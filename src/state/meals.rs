use crate::error::{Result, TrackerError};
use crate::models::{DailyTotals, Food, MealEntry};

/// Today's meals, in the order they were added.
#[derive(Debug, Clone, Default, PartialEq)]
pub struct MealLog {
    entries: Vec<MealEntry>,
}

impl MealLog {
    pub fn new(entries: Vec<MealEntry>) -> Self {
        Self { entries }
    }

    /// Look up `name` in the food table and append a 100g snapshot.
    ///
    /// The log is left untouched on failure.
    pub fn add(&mut self, name: &str) -> Result<&MealEntry> {
        let name = name.trim();
        if name.is_empty() {
            return Err(TrackerError::InvalidInput(
                "음식 이름을 입력해주세요".to_string(),
            ));
        }

        let food: Food = name.parse()?;
        self.entries.push(MealEntry::from_food(food));
        tracing::debug!(food = name, count = self.entries.len(), "meal added");

        Ok(&self.entries[self.entries.len() - 1])
    }

    /// Remove the entry at `index`, shifting later entries down.
    pub fn remove(&mut self, index: usize) -> Result<MealEntry> {
        if index >= self.entries.len() {
            return Err(TrackerError::IndexOutOfRange {
                index,
                len: self.entries.len(),
            });
        }

        let removed = self.entries.remove(index);
        tracing::debug!(food = %removed.name, index, "meal removed");
        Ok(removed)
    }

    /// Convert a 1-based display position into an index into the log.
    pub fn index_for_position(&self, position: usize) -> Result<usize> {
        let index = position.checked_sub(1).ok_or_else(|| {
            TrackerError::InvalidInput("목록 번호는 1부터 시작합니다".to_string())
        })?;

        if index >= self.entries.len() {
            return Err(TrackerError::IndexOutOfRange {
                index,
                len: self.entries.len(),
            });
        }

        Ok(index)
    }

    /// Field-wise sum across all entries.
    pub fn totals(&self) -> DailyTotals {
        self.entries.iter().collect()
    }

    pub fn entries(&self) -> &[MealEntry] {
        &self.entries
    }

    pub fn clear(&mut self) {
        self.entries.clear();
    }

    pub fn len(&self) -> usize {
        self.entries.len()
    }

    pub fn is_empty(&self) -> bool {
        self.entries.is_empty()
    }
}

#[cfg(test)]
mod tests {
    use super::*;

    #[test]
    fn test_empty_totals_are_zero() {
        let log = MealLog::default();
        assert_eq!(log.totals(), DailyTotals::default());
    }

    #[test]
    fn test_add_then_totals() {
        let mut log = MealLog::default();
        log.add("사과").unwrap();

        let totals = log.totals();
        assert_eq!(totals.calories, 52.0);
        assert_eq!(totals.carbs, 14.0);
        assert_eq!(totals.protein, 0.3);
        assert_eq!(totals.fat, 0.2);
    }

    #[test]
    fn test_unknown_food_leaves_log_unchanged() {
        let mut log = MealLog::default();
        log.add("사과").unwrap();

        let err = log.add("XYZ").unwrap_err();
        assert!(matches!(err, TrackerError::FoodNotFound { .. }));
        assert_eq!(log.len(), 1);
    }

    #[test]
    fn test_blank_name_rejected() {
        let mut log = MealLog::default();
        assert!(matches!(log.add("   "), Err(TrackerError::InvalidInput(_))));
        assert!(log.is_empty());
    }

    #[test]
    fn test_add_trims_input() {
        let mut log = MealLog::default();
        let entry = log.add("  바나나 ").unwrap();
        assert_eq!(entry.name, "바나나");
    }

    #[test]
    fn test_remove_shifts_left() {
        let mut log = MealLog::default();
        log.add("사과").unwrap();
        log.add("밥").unwrap();
        log.add("두부").unwrap();

        let removed = log.remove(1).unwrap();
        assert_eq!(removed.name, "밥");

        let names: Vec<&str> = log.entries().iter().map(|e| e.name.as_str()).collect();
        assert_eq!(names, vec!["사과", "두부"]);
    }

    #[test]
    fn test_remove_single_and_empty() {
        let mut log = MealLog::default();
        log.add("계란").unwrap();
        log.remove(0).unwrap();
        assert!(log.is_empty());

        assert!(matches!(
            log.remove(0),
            Err(TrackerError::IndexOutOfRange { index: 0, len: 0 })
        ));
    }

    #[test]
    fn test_index_for_position() {
        let mut log = MealLog::default();
        log.add("사과").unwrap();
        log.add("밥").unwrap();

        assert!(matches!(
            log.index_for_position(0),
            Err(TrackerError::InvalidInput(_))
        ));
        assert_eq!(log.index_for_position(1).unwrap(), 0);
        assert_eq!(log.index_for_position(2).unwrap(), 1);
        assert!(matches!(
            log.index_for_position(3),
            Err(TrackerError::IndexOutOfRange { index: 2, len: 2 })
        ));
    }

    #[test]
    fn test_clear() {
        let mut log = MealLog::default();
        log.add("우유").unwrap();
        log.add("고구마").unwrap();
        log.clear();
        assert!(log.is_empty());
    }
}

——

_Directions_
Your task is to copy each line of the data above that holds "collect".

_Result for this exercise_
        self.entries.iter().collect()
        let names: Vec<&str> = log.entries().iter().map(|e| e.name.as_str()).collect();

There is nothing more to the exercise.